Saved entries
____________________

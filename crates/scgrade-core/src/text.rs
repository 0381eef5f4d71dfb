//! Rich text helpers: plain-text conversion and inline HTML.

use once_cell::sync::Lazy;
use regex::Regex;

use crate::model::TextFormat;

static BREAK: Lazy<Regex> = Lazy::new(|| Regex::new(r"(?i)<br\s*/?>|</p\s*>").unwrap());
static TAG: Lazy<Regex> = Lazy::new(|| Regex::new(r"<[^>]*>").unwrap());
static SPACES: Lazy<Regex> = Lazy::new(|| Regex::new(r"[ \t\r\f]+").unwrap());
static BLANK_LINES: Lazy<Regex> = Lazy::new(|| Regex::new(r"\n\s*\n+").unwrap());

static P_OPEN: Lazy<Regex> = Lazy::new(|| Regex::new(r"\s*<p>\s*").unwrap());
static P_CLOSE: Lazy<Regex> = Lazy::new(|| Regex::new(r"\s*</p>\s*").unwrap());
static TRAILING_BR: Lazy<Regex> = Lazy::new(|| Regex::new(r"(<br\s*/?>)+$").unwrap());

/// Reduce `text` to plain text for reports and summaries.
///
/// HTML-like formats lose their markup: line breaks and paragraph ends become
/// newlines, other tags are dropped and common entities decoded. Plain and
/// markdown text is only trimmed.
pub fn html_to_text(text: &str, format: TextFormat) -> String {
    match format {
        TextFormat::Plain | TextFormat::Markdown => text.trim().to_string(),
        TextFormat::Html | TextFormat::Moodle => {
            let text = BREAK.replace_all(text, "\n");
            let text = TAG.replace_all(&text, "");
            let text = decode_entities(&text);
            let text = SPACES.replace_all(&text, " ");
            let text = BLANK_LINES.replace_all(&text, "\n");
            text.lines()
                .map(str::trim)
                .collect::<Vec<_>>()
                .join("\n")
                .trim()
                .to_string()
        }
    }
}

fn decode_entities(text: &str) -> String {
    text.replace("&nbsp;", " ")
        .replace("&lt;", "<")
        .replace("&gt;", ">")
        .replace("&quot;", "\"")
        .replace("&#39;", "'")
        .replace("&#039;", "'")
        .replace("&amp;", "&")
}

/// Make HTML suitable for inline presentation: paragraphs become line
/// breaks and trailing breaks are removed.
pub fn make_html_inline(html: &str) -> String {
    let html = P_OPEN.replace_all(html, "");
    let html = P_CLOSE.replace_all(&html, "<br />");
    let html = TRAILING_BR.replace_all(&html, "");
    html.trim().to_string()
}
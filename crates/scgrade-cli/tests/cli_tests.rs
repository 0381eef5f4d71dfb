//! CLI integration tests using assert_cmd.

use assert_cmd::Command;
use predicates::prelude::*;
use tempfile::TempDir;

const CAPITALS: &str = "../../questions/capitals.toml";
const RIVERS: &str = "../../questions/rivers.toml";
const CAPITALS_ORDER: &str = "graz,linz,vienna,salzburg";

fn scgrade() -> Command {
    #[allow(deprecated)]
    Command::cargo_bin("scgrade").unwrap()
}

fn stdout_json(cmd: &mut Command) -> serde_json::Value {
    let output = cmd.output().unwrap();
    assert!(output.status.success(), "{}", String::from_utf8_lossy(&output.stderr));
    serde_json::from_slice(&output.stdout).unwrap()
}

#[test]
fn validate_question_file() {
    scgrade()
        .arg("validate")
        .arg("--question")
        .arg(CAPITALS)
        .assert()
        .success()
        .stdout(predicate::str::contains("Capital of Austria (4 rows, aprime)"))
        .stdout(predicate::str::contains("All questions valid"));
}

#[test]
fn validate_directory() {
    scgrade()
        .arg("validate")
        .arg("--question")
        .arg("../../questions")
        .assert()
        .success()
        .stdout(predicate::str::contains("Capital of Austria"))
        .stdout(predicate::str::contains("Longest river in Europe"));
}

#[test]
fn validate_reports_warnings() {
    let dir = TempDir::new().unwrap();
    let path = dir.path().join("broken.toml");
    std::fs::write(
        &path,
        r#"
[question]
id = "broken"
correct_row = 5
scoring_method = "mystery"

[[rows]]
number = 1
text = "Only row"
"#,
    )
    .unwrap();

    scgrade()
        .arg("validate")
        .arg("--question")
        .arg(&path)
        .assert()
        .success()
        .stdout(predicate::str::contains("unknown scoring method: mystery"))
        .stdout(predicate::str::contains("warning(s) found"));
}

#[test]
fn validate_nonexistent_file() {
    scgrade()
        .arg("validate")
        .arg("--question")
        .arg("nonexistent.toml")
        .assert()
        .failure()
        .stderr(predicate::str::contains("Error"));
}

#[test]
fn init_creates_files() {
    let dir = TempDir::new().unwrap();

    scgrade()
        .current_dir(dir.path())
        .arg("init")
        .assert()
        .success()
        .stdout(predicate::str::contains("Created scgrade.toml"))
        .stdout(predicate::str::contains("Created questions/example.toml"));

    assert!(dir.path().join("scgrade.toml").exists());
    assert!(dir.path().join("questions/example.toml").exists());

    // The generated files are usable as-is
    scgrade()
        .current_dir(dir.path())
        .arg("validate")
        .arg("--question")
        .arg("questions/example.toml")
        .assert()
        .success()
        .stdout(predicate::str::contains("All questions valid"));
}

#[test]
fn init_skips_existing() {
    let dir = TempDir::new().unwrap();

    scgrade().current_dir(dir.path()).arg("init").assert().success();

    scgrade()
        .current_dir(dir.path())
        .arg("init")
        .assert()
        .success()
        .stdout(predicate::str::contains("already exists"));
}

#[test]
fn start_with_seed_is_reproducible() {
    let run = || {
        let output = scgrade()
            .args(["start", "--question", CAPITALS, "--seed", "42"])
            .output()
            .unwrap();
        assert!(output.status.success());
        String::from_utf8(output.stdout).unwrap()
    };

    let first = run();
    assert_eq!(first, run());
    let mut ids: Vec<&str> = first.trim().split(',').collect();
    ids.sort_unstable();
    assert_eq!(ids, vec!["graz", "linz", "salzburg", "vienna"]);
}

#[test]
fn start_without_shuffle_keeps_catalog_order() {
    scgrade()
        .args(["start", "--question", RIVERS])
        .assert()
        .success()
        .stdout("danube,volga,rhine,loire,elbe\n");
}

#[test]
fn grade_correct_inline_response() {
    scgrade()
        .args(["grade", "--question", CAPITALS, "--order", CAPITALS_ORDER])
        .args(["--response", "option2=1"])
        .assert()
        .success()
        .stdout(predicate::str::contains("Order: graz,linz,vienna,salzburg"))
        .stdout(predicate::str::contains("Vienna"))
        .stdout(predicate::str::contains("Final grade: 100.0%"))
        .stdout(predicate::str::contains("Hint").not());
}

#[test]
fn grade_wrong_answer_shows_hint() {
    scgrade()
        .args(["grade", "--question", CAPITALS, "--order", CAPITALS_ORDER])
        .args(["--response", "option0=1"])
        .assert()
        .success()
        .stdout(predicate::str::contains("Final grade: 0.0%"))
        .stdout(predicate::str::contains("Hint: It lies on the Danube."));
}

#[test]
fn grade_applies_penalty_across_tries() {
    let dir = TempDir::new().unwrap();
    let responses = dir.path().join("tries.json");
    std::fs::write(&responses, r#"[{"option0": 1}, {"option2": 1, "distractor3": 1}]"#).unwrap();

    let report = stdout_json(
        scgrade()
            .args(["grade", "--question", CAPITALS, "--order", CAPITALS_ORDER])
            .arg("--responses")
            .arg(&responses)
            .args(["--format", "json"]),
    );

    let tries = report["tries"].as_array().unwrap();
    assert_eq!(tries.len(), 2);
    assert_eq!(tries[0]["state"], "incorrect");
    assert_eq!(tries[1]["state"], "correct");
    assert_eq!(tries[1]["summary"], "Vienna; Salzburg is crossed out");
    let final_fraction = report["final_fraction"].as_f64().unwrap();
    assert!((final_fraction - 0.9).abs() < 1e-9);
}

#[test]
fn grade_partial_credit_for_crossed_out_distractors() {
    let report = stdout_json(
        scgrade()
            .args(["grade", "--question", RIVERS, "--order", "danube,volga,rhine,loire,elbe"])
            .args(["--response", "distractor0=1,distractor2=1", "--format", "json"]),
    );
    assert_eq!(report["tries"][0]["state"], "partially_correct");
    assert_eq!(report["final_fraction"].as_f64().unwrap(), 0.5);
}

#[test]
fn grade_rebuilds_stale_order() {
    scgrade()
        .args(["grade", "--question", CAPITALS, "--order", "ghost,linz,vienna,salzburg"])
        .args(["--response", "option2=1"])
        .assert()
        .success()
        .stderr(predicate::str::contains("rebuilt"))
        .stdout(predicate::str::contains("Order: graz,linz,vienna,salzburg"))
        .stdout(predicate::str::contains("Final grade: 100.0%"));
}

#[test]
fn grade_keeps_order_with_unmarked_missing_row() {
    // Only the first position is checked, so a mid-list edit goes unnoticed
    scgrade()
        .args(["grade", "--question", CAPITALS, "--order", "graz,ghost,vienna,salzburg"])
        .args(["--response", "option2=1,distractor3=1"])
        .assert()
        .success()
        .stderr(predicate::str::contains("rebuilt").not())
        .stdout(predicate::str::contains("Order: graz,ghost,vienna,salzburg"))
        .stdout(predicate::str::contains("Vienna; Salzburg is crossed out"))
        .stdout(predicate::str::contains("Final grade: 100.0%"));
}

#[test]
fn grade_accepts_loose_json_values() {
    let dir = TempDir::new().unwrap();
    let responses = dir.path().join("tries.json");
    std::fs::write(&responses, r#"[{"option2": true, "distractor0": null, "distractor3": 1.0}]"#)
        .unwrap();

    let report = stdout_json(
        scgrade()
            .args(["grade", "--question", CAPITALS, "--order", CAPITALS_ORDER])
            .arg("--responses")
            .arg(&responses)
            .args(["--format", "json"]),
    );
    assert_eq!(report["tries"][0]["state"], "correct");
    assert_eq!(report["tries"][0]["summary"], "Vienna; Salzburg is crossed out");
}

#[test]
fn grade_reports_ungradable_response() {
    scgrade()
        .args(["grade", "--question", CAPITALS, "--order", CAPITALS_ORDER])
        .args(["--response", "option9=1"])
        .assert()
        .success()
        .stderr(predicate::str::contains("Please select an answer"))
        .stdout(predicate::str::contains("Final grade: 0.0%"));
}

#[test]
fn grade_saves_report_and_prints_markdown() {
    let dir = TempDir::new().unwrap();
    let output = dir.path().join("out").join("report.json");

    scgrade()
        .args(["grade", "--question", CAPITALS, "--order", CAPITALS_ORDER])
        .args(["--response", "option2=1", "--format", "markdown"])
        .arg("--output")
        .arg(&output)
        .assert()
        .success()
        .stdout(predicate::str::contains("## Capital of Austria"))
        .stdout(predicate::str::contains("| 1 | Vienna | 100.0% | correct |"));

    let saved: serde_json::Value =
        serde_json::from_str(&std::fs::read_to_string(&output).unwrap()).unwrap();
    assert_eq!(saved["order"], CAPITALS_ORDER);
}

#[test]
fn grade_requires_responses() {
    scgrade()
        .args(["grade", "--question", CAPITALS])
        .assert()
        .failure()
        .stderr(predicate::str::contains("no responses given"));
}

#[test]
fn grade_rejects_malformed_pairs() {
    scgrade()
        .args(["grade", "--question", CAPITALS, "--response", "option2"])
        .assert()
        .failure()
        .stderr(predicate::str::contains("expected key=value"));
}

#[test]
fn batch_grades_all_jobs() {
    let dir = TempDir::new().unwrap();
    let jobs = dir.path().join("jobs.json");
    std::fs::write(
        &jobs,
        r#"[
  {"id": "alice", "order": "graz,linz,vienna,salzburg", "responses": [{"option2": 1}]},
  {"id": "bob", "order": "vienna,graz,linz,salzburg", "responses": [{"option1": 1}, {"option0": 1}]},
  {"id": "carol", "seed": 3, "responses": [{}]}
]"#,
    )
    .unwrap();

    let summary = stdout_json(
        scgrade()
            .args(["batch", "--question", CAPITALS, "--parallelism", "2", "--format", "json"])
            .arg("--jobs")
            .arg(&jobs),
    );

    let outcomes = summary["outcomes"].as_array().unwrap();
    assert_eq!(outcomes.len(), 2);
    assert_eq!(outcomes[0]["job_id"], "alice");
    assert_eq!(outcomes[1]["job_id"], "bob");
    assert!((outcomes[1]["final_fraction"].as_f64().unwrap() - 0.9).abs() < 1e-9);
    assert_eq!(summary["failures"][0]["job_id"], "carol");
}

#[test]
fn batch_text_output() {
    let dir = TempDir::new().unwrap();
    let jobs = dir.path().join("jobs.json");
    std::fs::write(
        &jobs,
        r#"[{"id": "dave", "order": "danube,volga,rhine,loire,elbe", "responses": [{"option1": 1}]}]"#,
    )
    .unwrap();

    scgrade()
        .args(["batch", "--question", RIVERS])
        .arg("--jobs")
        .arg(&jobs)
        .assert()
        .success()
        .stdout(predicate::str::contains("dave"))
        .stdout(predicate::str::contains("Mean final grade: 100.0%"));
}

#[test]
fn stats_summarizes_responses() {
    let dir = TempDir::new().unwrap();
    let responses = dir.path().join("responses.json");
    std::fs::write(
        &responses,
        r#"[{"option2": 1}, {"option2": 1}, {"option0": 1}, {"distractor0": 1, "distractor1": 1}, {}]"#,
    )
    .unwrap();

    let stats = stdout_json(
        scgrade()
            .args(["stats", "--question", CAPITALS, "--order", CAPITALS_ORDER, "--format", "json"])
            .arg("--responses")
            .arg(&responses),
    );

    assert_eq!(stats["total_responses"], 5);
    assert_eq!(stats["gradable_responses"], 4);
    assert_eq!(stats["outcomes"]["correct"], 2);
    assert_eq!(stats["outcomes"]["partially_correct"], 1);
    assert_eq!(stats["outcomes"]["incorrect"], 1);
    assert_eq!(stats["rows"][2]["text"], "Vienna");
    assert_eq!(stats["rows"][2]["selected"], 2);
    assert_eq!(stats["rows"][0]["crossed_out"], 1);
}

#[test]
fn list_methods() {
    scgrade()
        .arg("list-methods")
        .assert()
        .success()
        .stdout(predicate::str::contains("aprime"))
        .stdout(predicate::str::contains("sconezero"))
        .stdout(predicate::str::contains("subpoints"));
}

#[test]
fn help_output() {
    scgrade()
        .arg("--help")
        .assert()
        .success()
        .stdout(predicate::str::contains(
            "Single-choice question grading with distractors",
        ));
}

____________________

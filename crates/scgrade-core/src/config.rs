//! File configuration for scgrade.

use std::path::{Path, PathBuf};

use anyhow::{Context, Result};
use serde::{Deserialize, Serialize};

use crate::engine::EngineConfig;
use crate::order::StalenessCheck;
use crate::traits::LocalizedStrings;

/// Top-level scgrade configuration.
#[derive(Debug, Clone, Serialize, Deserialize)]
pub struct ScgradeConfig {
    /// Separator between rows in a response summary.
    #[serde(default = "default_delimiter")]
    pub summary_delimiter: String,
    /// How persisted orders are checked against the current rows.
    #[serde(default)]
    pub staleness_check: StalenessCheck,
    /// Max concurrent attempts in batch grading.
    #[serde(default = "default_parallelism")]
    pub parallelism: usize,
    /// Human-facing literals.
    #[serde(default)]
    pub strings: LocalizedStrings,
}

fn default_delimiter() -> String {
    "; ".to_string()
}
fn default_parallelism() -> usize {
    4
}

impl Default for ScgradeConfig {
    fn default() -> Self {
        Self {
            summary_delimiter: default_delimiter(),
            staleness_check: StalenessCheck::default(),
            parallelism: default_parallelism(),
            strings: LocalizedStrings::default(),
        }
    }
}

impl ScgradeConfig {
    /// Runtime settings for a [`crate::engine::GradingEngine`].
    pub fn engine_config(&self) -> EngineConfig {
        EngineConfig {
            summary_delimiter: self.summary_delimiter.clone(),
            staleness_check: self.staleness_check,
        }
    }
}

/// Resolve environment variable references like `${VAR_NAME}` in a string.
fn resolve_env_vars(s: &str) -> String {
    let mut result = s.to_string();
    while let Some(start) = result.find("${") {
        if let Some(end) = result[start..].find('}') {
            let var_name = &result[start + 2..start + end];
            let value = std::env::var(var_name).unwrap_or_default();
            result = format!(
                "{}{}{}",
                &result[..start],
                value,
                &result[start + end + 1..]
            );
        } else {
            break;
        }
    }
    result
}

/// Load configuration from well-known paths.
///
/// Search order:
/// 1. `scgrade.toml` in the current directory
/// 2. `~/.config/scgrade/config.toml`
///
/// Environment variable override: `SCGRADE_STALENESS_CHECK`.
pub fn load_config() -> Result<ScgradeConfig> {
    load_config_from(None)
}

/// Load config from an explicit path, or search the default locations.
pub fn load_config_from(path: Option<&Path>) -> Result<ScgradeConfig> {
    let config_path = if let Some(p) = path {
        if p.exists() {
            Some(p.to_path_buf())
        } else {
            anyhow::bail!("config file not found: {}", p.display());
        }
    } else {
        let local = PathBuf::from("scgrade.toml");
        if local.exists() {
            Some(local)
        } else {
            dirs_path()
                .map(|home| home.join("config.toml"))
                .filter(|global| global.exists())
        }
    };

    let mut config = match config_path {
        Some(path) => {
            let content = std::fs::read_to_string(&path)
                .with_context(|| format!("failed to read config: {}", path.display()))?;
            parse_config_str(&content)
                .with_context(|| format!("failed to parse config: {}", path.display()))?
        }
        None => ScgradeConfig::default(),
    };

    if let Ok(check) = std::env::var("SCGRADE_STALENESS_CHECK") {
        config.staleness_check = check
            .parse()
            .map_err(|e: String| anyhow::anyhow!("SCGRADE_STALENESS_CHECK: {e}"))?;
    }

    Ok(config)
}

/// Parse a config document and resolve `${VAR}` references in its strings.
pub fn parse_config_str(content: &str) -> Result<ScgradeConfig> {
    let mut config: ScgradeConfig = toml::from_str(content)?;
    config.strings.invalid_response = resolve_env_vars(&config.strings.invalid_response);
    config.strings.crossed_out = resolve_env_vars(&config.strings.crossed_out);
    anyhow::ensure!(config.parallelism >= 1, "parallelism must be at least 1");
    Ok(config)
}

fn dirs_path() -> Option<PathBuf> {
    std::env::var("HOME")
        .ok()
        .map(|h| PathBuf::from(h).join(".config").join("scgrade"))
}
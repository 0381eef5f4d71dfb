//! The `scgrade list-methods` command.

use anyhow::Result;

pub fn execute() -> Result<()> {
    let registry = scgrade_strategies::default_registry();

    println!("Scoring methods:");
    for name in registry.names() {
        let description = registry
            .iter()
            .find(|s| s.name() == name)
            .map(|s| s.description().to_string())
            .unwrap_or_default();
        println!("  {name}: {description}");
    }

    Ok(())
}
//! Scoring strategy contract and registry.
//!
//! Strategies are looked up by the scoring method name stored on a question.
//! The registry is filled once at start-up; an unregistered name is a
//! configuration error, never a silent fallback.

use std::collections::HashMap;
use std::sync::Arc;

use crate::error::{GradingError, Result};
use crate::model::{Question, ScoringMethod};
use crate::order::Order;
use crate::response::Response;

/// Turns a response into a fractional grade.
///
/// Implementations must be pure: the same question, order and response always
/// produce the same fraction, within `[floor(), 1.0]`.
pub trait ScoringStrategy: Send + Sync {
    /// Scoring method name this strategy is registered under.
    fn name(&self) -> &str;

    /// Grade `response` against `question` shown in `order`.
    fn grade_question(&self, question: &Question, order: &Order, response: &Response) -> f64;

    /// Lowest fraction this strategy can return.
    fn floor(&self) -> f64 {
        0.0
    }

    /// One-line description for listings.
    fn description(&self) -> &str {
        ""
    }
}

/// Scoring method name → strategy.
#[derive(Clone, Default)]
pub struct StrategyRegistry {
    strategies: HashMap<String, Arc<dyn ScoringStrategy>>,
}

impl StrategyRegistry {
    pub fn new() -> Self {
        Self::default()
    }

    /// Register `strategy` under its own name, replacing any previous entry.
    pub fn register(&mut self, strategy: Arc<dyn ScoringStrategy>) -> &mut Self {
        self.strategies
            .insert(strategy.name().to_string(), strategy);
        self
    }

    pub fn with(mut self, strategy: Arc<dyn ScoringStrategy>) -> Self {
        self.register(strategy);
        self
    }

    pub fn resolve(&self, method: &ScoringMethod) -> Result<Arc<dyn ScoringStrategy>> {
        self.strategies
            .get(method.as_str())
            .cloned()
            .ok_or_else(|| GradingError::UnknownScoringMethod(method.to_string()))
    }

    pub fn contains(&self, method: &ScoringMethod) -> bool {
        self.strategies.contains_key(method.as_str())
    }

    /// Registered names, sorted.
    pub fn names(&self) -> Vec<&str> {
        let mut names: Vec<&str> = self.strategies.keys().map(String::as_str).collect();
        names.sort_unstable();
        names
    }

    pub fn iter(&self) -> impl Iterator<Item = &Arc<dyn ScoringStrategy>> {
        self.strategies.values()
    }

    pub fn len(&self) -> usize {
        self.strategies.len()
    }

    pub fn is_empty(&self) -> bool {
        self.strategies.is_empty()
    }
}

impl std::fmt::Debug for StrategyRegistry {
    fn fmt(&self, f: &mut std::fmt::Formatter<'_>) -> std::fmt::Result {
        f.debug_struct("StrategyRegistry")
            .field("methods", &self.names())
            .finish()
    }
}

____________________

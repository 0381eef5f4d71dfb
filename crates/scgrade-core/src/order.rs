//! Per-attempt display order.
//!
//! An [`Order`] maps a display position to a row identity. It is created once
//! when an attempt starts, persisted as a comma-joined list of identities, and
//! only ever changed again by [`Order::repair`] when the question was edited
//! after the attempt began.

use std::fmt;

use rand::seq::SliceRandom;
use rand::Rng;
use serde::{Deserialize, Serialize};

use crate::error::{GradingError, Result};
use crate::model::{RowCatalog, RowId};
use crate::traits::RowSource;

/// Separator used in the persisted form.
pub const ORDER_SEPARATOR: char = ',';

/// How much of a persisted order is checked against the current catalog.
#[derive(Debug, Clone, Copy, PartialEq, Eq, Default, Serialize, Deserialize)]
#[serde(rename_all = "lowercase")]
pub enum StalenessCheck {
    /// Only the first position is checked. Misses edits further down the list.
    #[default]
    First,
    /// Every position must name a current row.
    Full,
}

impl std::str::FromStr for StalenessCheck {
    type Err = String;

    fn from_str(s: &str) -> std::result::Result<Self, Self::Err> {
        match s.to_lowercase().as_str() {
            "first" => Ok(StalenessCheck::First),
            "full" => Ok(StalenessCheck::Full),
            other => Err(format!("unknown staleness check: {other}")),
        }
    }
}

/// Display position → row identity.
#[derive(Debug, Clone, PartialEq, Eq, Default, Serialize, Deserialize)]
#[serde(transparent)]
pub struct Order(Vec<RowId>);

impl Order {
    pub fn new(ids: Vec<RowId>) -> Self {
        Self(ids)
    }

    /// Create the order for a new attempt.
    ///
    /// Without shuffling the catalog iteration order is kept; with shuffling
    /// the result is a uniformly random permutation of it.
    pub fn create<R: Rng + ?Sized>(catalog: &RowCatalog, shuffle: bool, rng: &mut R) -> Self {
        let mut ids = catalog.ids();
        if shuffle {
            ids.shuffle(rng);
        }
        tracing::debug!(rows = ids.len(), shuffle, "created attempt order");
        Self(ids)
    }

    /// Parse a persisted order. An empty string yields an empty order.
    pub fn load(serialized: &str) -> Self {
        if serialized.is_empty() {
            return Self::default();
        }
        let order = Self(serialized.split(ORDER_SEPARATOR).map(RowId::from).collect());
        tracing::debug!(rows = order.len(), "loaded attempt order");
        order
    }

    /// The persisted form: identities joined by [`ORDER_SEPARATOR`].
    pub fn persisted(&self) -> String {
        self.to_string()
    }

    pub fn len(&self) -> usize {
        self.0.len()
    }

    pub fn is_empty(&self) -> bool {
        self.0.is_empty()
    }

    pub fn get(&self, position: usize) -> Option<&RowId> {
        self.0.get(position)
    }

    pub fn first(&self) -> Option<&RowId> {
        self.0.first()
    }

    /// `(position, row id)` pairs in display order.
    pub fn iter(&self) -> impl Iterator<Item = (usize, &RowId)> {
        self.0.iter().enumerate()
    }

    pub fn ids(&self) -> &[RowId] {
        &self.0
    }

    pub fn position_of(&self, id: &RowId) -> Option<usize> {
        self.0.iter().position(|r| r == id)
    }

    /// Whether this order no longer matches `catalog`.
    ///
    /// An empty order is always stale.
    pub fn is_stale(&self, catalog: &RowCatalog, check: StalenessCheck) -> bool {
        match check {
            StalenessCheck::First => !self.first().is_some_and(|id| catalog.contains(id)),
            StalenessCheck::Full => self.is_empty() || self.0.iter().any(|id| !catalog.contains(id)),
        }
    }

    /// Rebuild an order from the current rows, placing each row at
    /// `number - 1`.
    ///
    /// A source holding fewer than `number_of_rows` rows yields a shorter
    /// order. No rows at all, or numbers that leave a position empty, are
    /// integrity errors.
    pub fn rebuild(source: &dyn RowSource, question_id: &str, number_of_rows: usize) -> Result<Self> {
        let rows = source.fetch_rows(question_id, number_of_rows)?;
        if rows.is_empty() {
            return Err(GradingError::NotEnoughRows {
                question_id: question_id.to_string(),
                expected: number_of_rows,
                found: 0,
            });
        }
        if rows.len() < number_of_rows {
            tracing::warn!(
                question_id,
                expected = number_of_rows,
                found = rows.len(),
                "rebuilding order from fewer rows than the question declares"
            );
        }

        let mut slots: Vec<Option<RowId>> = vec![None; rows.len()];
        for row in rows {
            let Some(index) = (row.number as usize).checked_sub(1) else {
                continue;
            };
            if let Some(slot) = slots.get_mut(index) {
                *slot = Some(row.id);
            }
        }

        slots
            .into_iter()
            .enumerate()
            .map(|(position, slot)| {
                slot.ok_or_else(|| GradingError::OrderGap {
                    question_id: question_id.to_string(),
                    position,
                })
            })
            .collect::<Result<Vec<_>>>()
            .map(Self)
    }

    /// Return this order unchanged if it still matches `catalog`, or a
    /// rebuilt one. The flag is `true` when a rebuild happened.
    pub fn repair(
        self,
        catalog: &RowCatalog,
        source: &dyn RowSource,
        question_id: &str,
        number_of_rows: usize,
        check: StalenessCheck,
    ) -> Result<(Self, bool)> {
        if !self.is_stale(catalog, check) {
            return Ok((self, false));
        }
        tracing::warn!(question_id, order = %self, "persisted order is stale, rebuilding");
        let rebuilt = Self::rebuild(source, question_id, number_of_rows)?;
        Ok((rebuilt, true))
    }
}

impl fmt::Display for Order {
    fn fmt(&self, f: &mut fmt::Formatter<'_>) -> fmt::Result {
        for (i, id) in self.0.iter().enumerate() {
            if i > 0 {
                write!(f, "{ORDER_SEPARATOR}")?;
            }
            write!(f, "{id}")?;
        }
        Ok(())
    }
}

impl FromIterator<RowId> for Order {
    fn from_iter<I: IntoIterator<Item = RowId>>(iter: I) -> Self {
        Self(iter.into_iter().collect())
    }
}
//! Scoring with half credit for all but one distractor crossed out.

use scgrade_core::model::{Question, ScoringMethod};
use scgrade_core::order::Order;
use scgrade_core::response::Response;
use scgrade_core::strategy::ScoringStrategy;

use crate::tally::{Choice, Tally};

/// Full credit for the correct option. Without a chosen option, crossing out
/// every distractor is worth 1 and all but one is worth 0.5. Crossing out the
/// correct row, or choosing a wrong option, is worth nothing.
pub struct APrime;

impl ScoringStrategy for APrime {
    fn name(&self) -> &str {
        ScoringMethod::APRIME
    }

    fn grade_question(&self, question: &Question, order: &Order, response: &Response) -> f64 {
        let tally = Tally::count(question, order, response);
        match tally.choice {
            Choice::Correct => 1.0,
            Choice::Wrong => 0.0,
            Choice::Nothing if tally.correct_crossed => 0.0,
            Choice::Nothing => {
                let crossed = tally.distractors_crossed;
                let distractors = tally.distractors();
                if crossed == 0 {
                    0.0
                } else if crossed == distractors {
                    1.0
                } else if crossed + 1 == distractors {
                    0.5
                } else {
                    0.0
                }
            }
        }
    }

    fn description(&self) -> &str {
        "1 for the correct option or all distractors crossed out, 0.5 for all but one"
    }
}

____________________

YOUR TASK: The string "StrategyRegistry" may appear on lines of the data above; give the number of those lines and nothing more.

FINISHED TASK: 4